Há alguns anos atrás, tive à oportunidade de orientar um trabalho de conclusão de curso, voltado para se pensar os primeiros passos do futebol brasileiro. Lembro-me que, alguns(mas) colegas brincavam que falaríamos somente sobre grandes jogadas, belíssimas defesas, gols inesquecíveis e tantos outros assuntos relacionados a prática futebolística em si. Mesmo as perspectivas dos colegas soando em tom de brincadeira, me chamava atenção seus posicionamentos, quando esses diziam muito sobre como as pessoas de uma forma em geral, pensam o futebol, compreendendo-o somente por meio de um esporte, deslocando-o da realidade social.


A pesquisa em questão, procurava observar o preconceito endereçado ao negro no início do século XX, quando, a maioria da sociedade constituída por negros não poderia se quer acompanhar uma partida de futebol. O ludopédio brasileiro nasce com um caráter classista, racista, praticado por poucos indivíduos, sendo em grande proporção homens brancos, filhos de grandes industriais e, alguns sortudos operários que, tinham o “privilégio” de jogarem com os seus patrões, desde que fossem brancos, evidentemente. Quem se interessar pelo debate e, quiser acompanhar um pouco da trajetória do negro no futebol, recomendo o que considero o mais importante trabalho da área, o livro do jornalista, Mario Filho, intitulado, O Negro no Futebol Brasileiro (2010).
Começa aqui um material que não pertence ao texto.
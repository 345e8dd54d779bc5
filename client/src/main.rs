use clap::Parser;
use client::config::{ClientConfig, DEFAULT_NICKNAME, DEFAULT_SERVER_URL};
use client::input::Intent;
use client::network::Client;
use client::presentation::LogPresentation;
use log::{info, warn};
use tokio::io::{AsyncBufReadExt, BufReader};
use tokio::sync::mpsc;

#[derive(Parser, Debug)]
#[command(author, version, about, long_about = None)]
struct Args {
    /// Websocket URL of the match server
    #[arg(short = 's', long, default_value = DEFAULT_SERVER_URL)]
    server: String,

    /// Nickname to join with
    #[arg(short = 'n', long, default_value = DEFAULT_NICKNAME)]
    name: String,

    /// Report ready as soon as the join request is sent
    #[arg(long)]
    auto_ready: bool,
}

/// Reads intents from stdin, one per line, until EOF.
fn spawn_console(intent_tx: mpsc::UnboundedSender<Intent>) {
    tokio::spawn(async move {
        let mut lines = BufReader::new(tokio::io::stdin()).lines();
        loop {
            match lines.next_line().await {
                Ok(Some(line)) if line.trim().is_empty() => continue,
                Ok(Some(line)) => match Intent::parse(&line) {
                    Ok(intent) => {
                        if intent_tx.send(intent).is_err() {
                            break;
                        }
                    }
                    Err(e) => warn!("{}", e),
                },
                Ok(None) => break,
                Err(e) => {
                    warn!("Error reading stdin: {}", e);
                    break;
                }
            }
        }
    });
}

#[tokio::main]
async fn main() -> Result<(), Box<dyn std::error::Error>> {
    env_logger::init();

    if std::env::var("RUST_LOG").is_err() {
        eprintln!("Set RUST_LOG=info for detailed logging");
    }

    let args = Args::parse();
    let config = ClientConfig::new(args.server, args.name).with_auto_ready(args.auto_ready);

    info!("Starting client...");
    info!("Commands: join <name> | ready | move <x> <y> | run on|off | kill <id>");

    let (intent_tx, intent_rx) = mpsc::unbounded_channel();
    spawn_console(intent_tx);

    let client = Client::connect(config, LogPresentation::new()).await?;
    let finished = client.run(intent_rx).await?;

    let session = finished.session();
    if !session.highscores().is_empty() {
        info!("Final scores:");
        for row in session.highscores() {
            info!("  {:>5}  {}", row.points, row.name);
        }
    }

    Ok(())
}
Entre as inúmeras entrevistas realizadas pelo jornalista, uma em especial me chama à atenção. Me refiro a uma frase emblemática do ex-jogador Robson que, em seus diálogos com Mario Filho disse: “Eu já fui preto e sei o que é isso”. Não tenho a pretensão de entrar no mérito da frase em si, procurando pensar por exemplo, nos fatores que fizeram com que, Robson não se reconhecesse mais como negro. Particularmente o que me interessa é sua reflexão sobre as dificuldades de ser negro no Brasil nas primeiras décadas do século anterior. Dificuldades essas que, perpassam o tempo e, desnuda à nossa frente.


Na perspectiva do historiador, Marcelo Freixo: “O Brasil do século XXI continua a construir senzalas para os negros”. A reflexão do historiador, demonstra o quanto estamos distantes de dirimir os impactos do preconceito racial no país. O espaço ocupado pelo negro, evidentemente não é o mesmo espaço ocupado pelo branco. Para esse, os seus espaços se caracterizam muito mais pelo viés do privilégio histórico do que qualquer outra coisa, para os negros, os seus espaços somente se constituem depois de muita luta e labuta, rompendo todas as barreirais ainda muito bem alicerçadas.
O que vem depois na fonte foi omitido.